Note on POSIT

The purpose of the this post is to provide my thoughts on what goes on during an iteration of POSIT. This post is not meant to be a detailed description of POSIT. Please refer to 1and 2for a detailed and thorough description of POSIT.posit_explanation

The figure above demonstrates the geometry of the problem. The camera coordinate system is defined by X_C, Y_C, Z_C. The camera center is denoted by C and the image plane is located at a distance of f from the camera center. The center of the image is denoted by c and thus the vector Cc represents the optical axis of the camera. The object point P is known in the object coordinate system denoted by X_o, Y_o, Z_o.

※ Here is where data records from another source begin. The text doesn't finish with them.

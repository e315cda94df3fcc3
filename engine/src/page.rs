//! Per-activation state of the Apps page.
//!
//! An [`AppsPage`] lives exactly as long as one activation. Background tasks
//! report back with [`PageEvent`]s tagged by [`ActivationId`]; a page only
//! accepts events carrying its own id, so a late result from a discarded
//! activation can never touch a fresh one.

use appview_types::{
    ActivationId, AppSummary, ArchivedFilter, EnvSlug, PagePlan, PageRoute, PathCreator,
    RenderMode, ViewState, compose, select_mode,
};

#[derive(Debug, Clone, PartialEq, Eq)]
pub struct PageEvent {
    pub activation: ActivationId,
    pub kind: PageEventKind,
}

#[derive(Debug, Clone, PartialEq, Eq)]
pub enum PageEventKind {
    ExistenceSettled(ViewState),
    ListingLoaded(Result<Vec<AppSummary>, String>),
}

/// Whether an update took effect.
#[derive(Debug, Clone, Copy, PartialEq, Eq)]
pub enum Commit {
    Applied,
    Ignored,
}

/// Owned view-state cell of one activation.
///
/// Created loading; accepts exactly one resolved state.
#[derive(Debug, Default)]
pub struct ViewStateCell {
    state: ViewState,
}

impl ViewStateCell {
    #[must_use]
    pub fn new() -> Self {
        Self {
            state: ViewState::LOADING,
        }
    }

    #[must_use]
    pub fn snapshot(&self) -> ViewState {
        self.state
    }

    pub fn resolve(&mut self, next: ViewState) -> Commit {
        if !self.state.is_loading || next.is_loading {
            return Commit::Ignored;
        }
        self.state = next;
        Commit::Applied
    }
}

/// Data behind the apps listing collaborator.
#[derive(Debug, Clone, PartialEq, Eq)]
pub enum ListingState {
    Loading,
    Ready(Vec<AppSummary>),
    Failed(String),
}

impl ListingState {
    /// Apps matching the archived flag, or `None` while not ready.
    #[must_use]
    pub fn matching(&self, is_archived: bool) -> Option<Vec<&AppSummary>> {
        match self {
            ListingState::Ready(apps) => Some(
                apps.iter()
                    .filter(|app| app.archived == is_archived)
                    .collect(),
            ),
            ListingState::Loading | ListingState::Failed(_) => None,
        }
    }
}

#[derive(Debug)]
pub struct AppsPage {
    activation: ActivationId,
    route: PageRoute,
    view: ViewStateCell,
    listing: ListingState,
}

impl AppsPage {
    #[must_use]
    pub fn new(activation: ActivationId, route: PageRoute) -> Self {
        Self {
            activation,
            route,
            view: ViewStateCell::new(),
            listing: ListingState::Loading,
        }
    }

    #[must_use]
    pub fn activation(&self) -> ActivationId {
        self.activation
    }

    #[must_use]
    pub fn route(&self) -> &PageRoute {
        &self.route
    }

    #[must_use]
    pub fn env(&self) -> &EnvSlug {
        &self.route.env
    }

    /// Re-derived from the raw query value on every call.
    #[must_use]
    pub fn archived_filter(&self) -> ArchivedFilter {
        self.route.archived_filter()
    }

    pub fn set_archived(&mut self, filter: ArchivedFilter) {
        self.route.set_archived(filter);
    }

    #[must_use]
    pub fn view_state(&self) -> ViewState {
        self.view.snapshot()
    }

    #[must_use]
    pub fn listing(&self) -> &ListingState {
        &self.listing
    }

    #[must_use]
    pub fn mode(&self) -> RenderMode {
        select_mode(
            &self.route.env,
            self.archived_filter(),
            self.view.snapshot(),
        )
    }

    #[must_use]
    pub fn plan(&self, paths: &PathCreator) -> PagePlan {
        let archived = self.archived_filter();
        let mode = select_mode(&self.route.env, archived, self.view.snapshot());
        compose(mode, archived, &self.route.env, paths)
    }

    pub fn apply(&mut self, event: PageEvent) -> Commit {
        if event.activation != self.activation {
            return Commit::Ignored;
        }
        match event.kind {
            PageEventKind::ExistenceSettled(state) => self.view.resolve(state),
            PageEventKind::ListingLoaded(result) => {
                if !matches!(self.listing, ListingState::Loading) {
                    return Commit::Ignored;
                }
                self.listing = match result {
                    Ok(apps) => ListingState::Ready(apps),
                    Err(message) => ListingState::Failed(message),
                };
                Commit::Applied
            }
        }
    }
}
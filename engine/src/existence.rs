//! Production-apps existence check.

use std::panic::AssertUnwindSafe;

use futures_util::FutureExt;

use appview_types::ViewState;

use crate::source::AppsSource;

/// Run the existence query once and fold every outcome into a resolved
/// [`ViewState`]. Never fails and never leaves the state loading.
///
/// - usable result: apps exist iff there is at least one app or unattached sync
/// - absent result: assume apps exist
/// - query failure (error or panic): assume no apps
pub async fn check_production_apps(source: &dyn AppsSource) -> ViewState {
    let outcome = AssertUnwindSafe(async { source.fetch_prod_apps().await })
        .catch_unwind()
        .await;

    match outcome {
        Ok(Ok(Some(result))) => {
            let has_apps = result.has_apps_or_unattached_syncs();
            tracing::debug!(
                apps = result.apps.len(),
                unattached_syncs = result.unattached_syncs.len(),
                "Production apps check resolved"
            );
            ViewState::resolved(has_apps)
        }
        Ok(Ok(None)) => {
            tracing::warn!("Production apps query returned no data; assuming apps exist");
            ViewState::resolved(true)
        }
        Ok(Err(err)) => {
            tracing::error!(error = %err, "Error fetching production apps");
            ViewState::resolved(false)
        }
        Err(_) => {
            tracing::error!("Production apps query panicked");
            ViewState::resolved(false)
        }
    }
}
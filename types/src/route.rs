//! Activation parameters parsed from a dashboard route.

use thiserror::Error;
use url::Url;

use crate::{ArchivedFilter, EnvSlug, SlugError};

// Only used to resolve root-relative routes; never dereferenced.
const ROUTE_BASE: &str = "http://dashboard.invalid/";

#[derive(Debug, Error)]
pub enum RouteError {
    #[error("malformed route {route:?}: {source}")]
    Malformed {
        route: String,
        #[source]
        source: url::ParseError,
    },
    #[error("{route:?} is not an apps route (expected /env/<slug>/apps)")]
    NotAppsRoute { route: String },
    #[error(transparent)]
    Slug(#[from] SlugError),
}

/// Environment slug plus the raw `archived` query value.
///
/// The raw value is kept as-is; [`PageRoute::archived_filter`] re-derives the
/// filter on every call.
#[derive(Debug, Clone, PartialEq, Eq)]
pub struct PageRoute {
    pub env: EnvSlug,
    pub archived: Option<String>,
}

impl PageRoute {
    #[must_use]
    pub fn new(env: EnvSlug, archived: Option<String>) -> Self {
        Self { env, archived }
    }

    /// Parse `/env/{slug}/apps[?archived=...]`. Absolute URLs are accepted too.
    pub fn parse(route: &str) -> Result<Self, RouteError> {
        let url = Url::parse(ROUTE_BASE)
            .and_then(|base| base.join(route.trim()))
            .map_err(|source| RouteError::Malformed {
                route: route.to_string(),
                source,
            })?;

        let segments: Vec<&str> = url
            .path_segments()
            .map(|segments| segments.filter(|s| !s.is_empty()).collect())
            .unwrap_or_default();
        let slug = match segments.as_slice() {
            ["env", slug, "apps"] => *slug,
            _ => {
                return Err(RouteError::NotAppsRoute {
                    route: route.to_string(),
                });
            }
        };

        let archived = url
            .query_pairs()
            .find(|(key, _)| key == "archived")
            .map(|(_, value)| value.into_owned());

        Ok(Self {
            env: EnvSlug::new(slug)?,
            archived,
        })
    }

    #[must_use]
    pub fn archived_filter(&self) -> ArchivedFilter {
        ArchivedFilter::from_query(self.archived.as_deref())
    }

    pub fn set_archived(&mut self, filter: ArchivedFilter) {
        self.archived = filter.as_query().map(str::to_string);
    }
}
//! AppView CLI - Binary entry point and terminal session management.
//!
//! # Architecture
//!
//! The CLI bridges [`appview_engine`] (page state) and [`appview_tui`] (rendering),
//! providing RAII-based terminal management with guaranteed cleanup.
//!
//! ```text
//! main() -> Cli::route() -> App::navigate(route) -> TerminalSession::new() -> run_app()
//! ```
//!
//! # Event Loop
//!
//! A fixed 8ms render cadence:
//!
//! 1. Wait for frame tick
//! 2. Drain input queue (non-blocking via [`appview_tui::InputPump`])
//! 3. Advance page state (`app.tick()` applies settled query results)
//! 4. Render frame

mod args;

use anyhow::{Context, Result};
use clap::Parser;
use crossterm::{
    execute,
    terminal::{EnterAlternateScreen, LeaveAlternateScreen, disable_raw_mode, enable_raw_mode},
};
use ratatui::prelude::*;
use std::{
    fs::{self, OpenOptions},
    io::{Stdout, stdout},
    path::{Path, PathBuf},
    sync::{Arc, Mutex},
    time::Duration,
};
use tracing_subscriber::{EnvFilter, fmt, prelude::*};

use appview_engine::{App, AppViewConfig, PathCreator, SnapshotSource, config_dir};
use appview_tui::{InputPump, draw, handle_events};

use crate::args::Cli;

fn init_tracing() {
    let env_filter = EnvFilter::try_from_default_env().unwrap_or_else(|_| EnvFilter::new("info"));

    let (log_file, init_warnings) = open_log_file();

    if let Some((log_path, file)) = log_file {
        tracing_subscriber::registry()
            .with(fmt::layer().with_ansi(false).with_writer(Mutex::new(file)))
            .with(env_filter)
            .init();

        tracing::info!(path = %log_path.display(), "Logging initialized");
        for warning in init_warnings {
            tracing::warn!("{warning}");
        }
        return;
    }

    // No log file: stay silent rather than write over the TUI.
    tracing_subscriber::registry().with(env_filter).init();
}

fn open_log_file() -> (Option<(PathBuf, fs::File)>, Vec<String>) {
    let mut warnings = Vec::new();

    for candidate in log_file_candidates() {
        if let Some(parent) = candidate.parent()
            && let Err(e) = fs::create_dir_all(parent)
        {
            warnings.push(format!(
                "Failed to create log dir {}: {e}",
                parent.display()
            ));
            continue;
        }

        match OpenOptions::new()
            .create(true)
            .append(true)
            .open(&candidate)
        {
            Ok(file) => return (Some((candidate, file)), warnings),
            Err(e) => {
                warnings.push(format!(
                    "Failed to open log file {}: {e}",
                    candidate.display()
                ));
            }
        }
    }

    (None, warnings)
}

fn log_file_candidates() -> Vec<PathBuf> {
    let mut candidates = Vec::new();

    // Primary: ~/.appview/logs/appview.log
    if let Some(dir) = config_dir() {
        candidates.push(dir.join("logs").join("appview.log"));
    }

    // Fallback: ./.appview/logs/appview.log
    candidates.push(PathBuf::from(".appview").join("logs").join("appview.log"));

    candidates
}

fn load_config(explicit: Option<&Path>) -> AppViewConfig {
    let loaded = match explicit {
        Some(path) => AppViewConfig::load_from(path),
        None => AppViewConfig::load(),
    };
    match loaded {
        Ok(config) => config.unwrap_or_default(),
        Err(err) => {
            tracing::warn!(path = %err.path().display(), "Using default config: {err}");
            AppViewConfig::default()
        }
    }
}

/// RAII wrapper for terminal state with guaranteed cleanup on drop.
///
/// Raw mode and the alternate screen are restored on drop, so the terminal
/// stays usable after panics or early returns.
struct TerminalSession {
    terminal: Terminal<CrosstermBackend<Stdout>>,
}

impl TerminalSession {
    fn new() -> Result<Self> {
        enable_raw_mode()?;

        let mut out = stdout();
        if let Err(err) = execute!(out, EnterAlternateScreen) {
            let _ = disable_raw_mode();
            return Err(err.into());
        }

        match Terminal::new(CrosstermBackend::new(out)) {
            Ok(terminal) => Ok(Self { terminal }),
            Err(err) => {
                let _ = disable_raw_mode();
                let _ = execute!(stdout(), LeaveAlternateScreen);
                Err(err.into())
            }
        }
    }
}

impl Drop for TerminalSession {
    fn drop(&mut self) {
        let _ = disable_raw_mode();
        let _ = execute!(self.terminal.backend_mut(), LeaveAlternateScreen);
        let _ = self.terminal.show_cursor();
    }
}

#[tokio::main]
async fn main() -> Result<()> {
    let cli = Cli::parse();
    init_tracing();

    let route = cli.route()?;
    let config = load_config(cli.config.as_deref());
    let paths = config.path_creator().unwrap_or_else(|err| {
        tracing::warn!("Ignoring dashboard base URL: {err}");
        PathCreator::default()
    });
    let snapshot = cli
        .snapshot
        .clone()
        .or_else(|| config.snapshot_path())
        .context("no snapshot file configured; pass --snapshot <PATH>")?;
    let source = SnapshotSource::new(snapshot).with_delay(config.query_delay());
    tracing::info!(snapshot = %source.path().display(), "Using snapshot source");

    let mut app = App::new(Arc::new(source), paths, config.ui_options());
    app.navigate(route);

    let result = {
        let mut session = TerminalSession::new()?;
        run_app(&mut session.terminal, &mut app).await
    };

    app.deactivate();
    result
}

const FRAME_DURATION: Duration = Duration::from_millis(8);

async fn run_app<B>(terminal: &mut Terminal<B>, app: &mut App) -> Result<()>
where
    B: Backend,
    B::Error: Send + Sync + 'static,
{
    let mut input = InputPump::new();
    let mut frames = tokio::time::interval(FRAME_DURATION);
    frames.set_missed_tick_behavior(tokio::time::MissedTickBehavior::Skip);

    let result: Result<()> = loop {
        frames.tick().await;

        // Non-blocking input (drain queue only)
        let quit_now = match handle_events(app, &mut input) {
            Ok(q) => q,
            Err(e) => break Err(e),
        };
        if quit_now {
            break Ok(());
        }

        app.tick();

        if let Err(e) = terminal.draw(|frame| draw(frame, app)) {
            break Err(e.into());
        }
    };

    input.shutdown().await;
    result
}
//! UI options shared by the engine (ownership) and the TUI (rendering).
//!
//! Pure data, no ratatui dependency.

/// UI configuration options derived from config/environment.
#[derive(Debug, Clone, Copy, Default, PartialEq, Eq)]
pub struct UiOptions {
    pub ascii_only: bool,
    pub high_contrast: bool,
    pub reduced_motion: bool,
}
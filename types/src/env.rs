//! Environment identity and the archived-listing filter.

use std::fmt;

use serde::{Deserialize, Serialize};
use thiserror::Error;

/// Reserved slug of an organization's production environment.
pub const PRODUCTION_SLUG: &str = "production";

/// Opaque slug identifying the environment a page is rendered for.
///
/// Slugs are path segments, so they are restricted to ASCII alphanumerics,
/// `-` and `_`.
#[derive(Debug, Clone, PartialEq, Eq, Hash, Serialize, Deserialize)]
#[serde(try_from = "String", into = "String")]
pub struct EnvSlug(String);

#[derive(Debug, Clone, PartialEq, Eq, Error)]
pub enum SlugError {
    #[error("environment slug must not be empty")]
    Empty,
    #[error("environment slug {slug:?} contains invalid character {ch:?}")]
    InvalidChar { slug: String, ch: char },
}

impl EnvSlug {
    pub fn new(value: impl Into<String>) -> Result<Self, SlugError> {
        let value = value.into();
        if value.is_empty() {
            return Err(SlugError::Empty);
        }
        if let Some(ch) = value
            .chars()
            .find(|c| !(c.is_ascii_alphanumeric() || matches!(c, '-' | '_')))
        {
            return Err(SlugError::InvalidChar { slug: value, ch });
        }
        Ok(Self(value))
    }

    #[must_use]
    pub fn production() -> Self {
        Self(PRODUCTION_SLUG.to_string())
    }

    #[must_use]
    pub fn as_str(&self) -> &str {
        &self.0
    }

    #[must_use]
    pub fn is_production(&self) -> bool {
        self.0 == PRODUCTION_SLUG
    }
}

impl TryFrom<String> for EnvSlug {
    type Error = SlugError;

    fn try_from(value: String) -> Result<Self, Self::Error> {
        Self::new(value)
    }
}

impl TryFrom<&str> for EnvSlug {
    type Error = SlugError;

    fn try_from(value: &str) -> Result<Self, Self::Error> {
        Self::new(value)
    }
}

impl From<EnvSlug> for String {
    fn from(value: EnvSlug) -> Self {
        value.0
    }
}

impl AsRef<str> for EnvSlug {
    fn as_ref(&self) -> &str {
        &self.0
    }
}

impl fmt::Display for EnvSlug {
    fn fmt(&self, f: &mut fmt::Formatter<'_>) -> fmt::Result {
        f.write_str(&self.0)
    }
}

/// Whether the page lists archived apps instead of active ones.
///
/// Always derived from the raw `archived` query value; never stored apart
/// from it.
#[derive(Debug, Clone, Copy, PartialEq, Eq, Default)]
pub struct ArchivedFilter(bool);

impl ArchivedFilter {
    pub const ACTIVE: Self = Self(false);
    pub const ARCHIVED: Self = Self(true);

    /// Only the exact literal `"true"` selects the archived view.
    #[must_use]
    pub fn from_query(raw: Option<&str>) -> Self {
        Self(raw == Some("true"))
    }

    #[must_use]
    pub const fn is_archived(self) -> bool {
        self.0
    }

    #[must_use]
    pub const fn toggled(self) -> Self {
        Self(!self.0)
    }

    /// Query value that round-trips through [`ArchivedFilter::from_query`].
    #[must_use]
    pub const fn as_query(self) -> Option<&'static str> {
        if self.0 { Some("true") } else { None }
    }
}

impl From<bool> for ArchivedFilter {
    fn from(value: bool) -> Self {
        Self(value)
    }
}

There is an unknown rotation and translation of the object coordinate system with respect to the camera coordinate system. The rotation matrix and translation vector representing this transformation are denoted by \bold{R} and \bold{T} respectively.

The vector P is known only in the object coordinate system, not in the camera coordinate system. This means we don’t know the coordinates of the vector P shown in the figure. Indeed, from the definition of the rotation matrix, the coordinates of P in the camera coordinate system are T_x + R_1\cdot P, T_y + R_2\cdot P, T_z + R_3\cdot P.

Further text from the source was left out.